“Well, he knew it, that’s all. Because he was an ordinary man of the world, a nobleman, and only became a monk afterwards. He had seen a lot in his life. Then he again left the monks. But, however, here’s everything about him written in detail in front of this book.”
He read the biography of Abbe Prevost to her. Liubka heard it through attentively, shaking her head with great significance; asked over again about that which she did not understand in certain places, and when he had finished she thoughtfully drawled out:
“Then that’s what he is! He’s written it up awfully good. Only why is she so low down? For he loves her so, with all his life; but she’s playing him false all the time.”
“Well, Liubochka, what can you do? For she loved him too. Only she’s a vain hussy, and frivolous. All she wants is only rags, and her own horses, and diamonds.”
Liubka flared up and hit one fist against the other.
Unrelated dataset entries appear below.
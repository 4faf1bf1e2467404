use std::collections::VecDeque;
use std::fmt::{self, Debug, Formatter};
use std::iter::FusedIterator;

use generational_arena::{Arena, Index};

use super::{CompleteTree, Vertex};
use crate::queue::Queue;

/// Walks the vertex indices of a tree in breadth-first order, holding the
/// frontier in any [`Queue`].
pub(crate) struct LevelOrder<'a, T, Q> {
    tree: &'a CompleteTree<T>,
    queue: Q,
}

impl<'a, T, Q: Queue<Index>> LevelOrder<'a, T, Q> {
    pub(crate) fn new(tree: &'a CompleteTree<T>, mut queue: Q) -> Self {
        if let Some(root) = tree.root {
            queue.enqueue(root);
        }
        Self { tree, queue }
    }
}

impl<T, Q: Queue<Index>> Iterator for LevelOrder<'_, T, Q> {
    type Item = Index;

    fn next(&mut self) -> Option<Index> {
        let index = self.queue.dequeue()?;
        for child in self.tree.vertex(index).children() {
            self.queue.enqueue(child);
        }
        Some(index)
    }
}

/// An iterator over the elements of a [`CompleteTree`] in breadth-first
/// order.
///
/// This `struct` is created by [`CompleteTree::iter`].
pub struct Iter<'a, T> {
    order: LevelOrder<'a, T, VecDeque<Index>>,
    remaining: usize,
}

impl<'a, T> Iter<'a, T> {
    pub(super) fn new(tree: &'a CompleteTree<T>) -> Self {
        Self {
            order: tree.level_order(),
            remaining: tree.len(),
        }
    }
}

impl<'a, T> Iterator for Iter<'a, T> {
    type Item = &'a T;

    fn next(&mut self) -> Option<&'a T> {
        let tree = self.order.tree;
        let index = self.order.next()?;
        self.remaining -= 1;
        Some(&tree.vertex(index).element)
    }

    fn size_hint(&self) -> (usize, Option<usize>) {
        (self.remaining, Some(self.remaining))
    }
}

impl<T> ExactSizeIterator for Iter<'_, T> {}

impl<T> FusedIterator for Iter<'_, T> {}

impl<T: Debug> Debug for Iter<'_, T> {
    fn fmt(&self, f: &mut Formatter<'_>) -> fmt::Result {
        f.debug_tuple("Iter").field(&self.remaining).finish()
    }
}

impl<'a, T> IntoIterator for &'a CompleteTree<T> {
    type Item = &'a T;
    type IntoIter = Iter<'a, T>;

    fn into_iter(self) -> Iter<'a, T> {
        self.iter()
    }
}

/// An owning iterator over the elements of a [`CompleteTree`] in
/// breadth-first order.
///
/// This `struct` is created by the [`into_iter`](IntoIterator::into_iter)
/// method on [`CompleteTree`].
pub struct IntoIter<T> {
    vertices: Arena<Vertex<T>>,
    order: std::vec::IntoIter<Index>,
}

impl<T> Iterator for IntoIter<T> {
    type Item = T;

    fn next(&mut self) -> Option<T> {
        let index = self.order.next()?;
        self.vertices.remove(index).map(|vertex| vertex.element)
    }

    fn size_hint(&self) -> (usize, Option<usize>) {
        self.order.size_hint()
    }
}

impl<T> ExactSizeIterator for IntoIter<T> {}

impl<T> FusedIterator for IntoIter<T> {}

impl<T> IntoIterator for CompleteTree<T> {
    type Item = T;
    type IntoIter = IntoIter<T>;

    fn into_iter(self) -> IntoIter<T> {
        let order = Vec::from_iter(self.level_order());
        IntoIter {
            vertices: self.vertices,
            order: order.into_iter(),
        }
    }
}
“I’d rub her into powder, the low-down creature? So that’s called her having loved, too! If you love a man, then all that comes from him must be dear to you. He goes to prison, and you go with him to prison. He’s become a thief, well, you help him. He’s a beggar, but still you go with him. What is there out of the way, that there’s only a crust of black bread, so long as there’s love? She’s low down, and she’s low down, that’s what! But I, in his place, would leave her; or, instead of crying, give her such a drubbing that she’d walk around in bruises for a whole month, the varmint!”
The end of the novel she could not manage to hear to the finish for a long time, and always broke out into sincere warm tears, so that it was necessary to interrupt the reading; and the last chapter they overcame only in four doses.
The calamities and misadventures of the lovers in prison, the compulsory despatch of Manon to America and the self-denial of de Grieux in voluntarily following her, so possessed the imagination of Liubka and shook her soul, that she even forgot to make her remarks. Listening to the story of the quiet, beautiful death of Manon in the midst of the desert plain, she, without stirring, with hands clasped on her breast, looked at the light; and the tears ran and ran out of her staring eyes and fell, like a shower, on the table. But when the Chevalier de Grieux, who had lain two days near the corpse of his dear Manon, finally began to dig a grave with the stump of his sword—Liubka burst into sobbing so that Soloviev became scared and dashed after water. But even having calmed down a little, she still sobbed for a long time with her trembling, swollen lips and babbled:
“Ah! Their life was so miserable! What a bitter lot that was! And is it possible that it’s always like that, darling Soloviev; that just as soon as a man and a woman fall in love with each other, in just the way they did, then God is sure to punish them? Dearie, but why is that? Why?”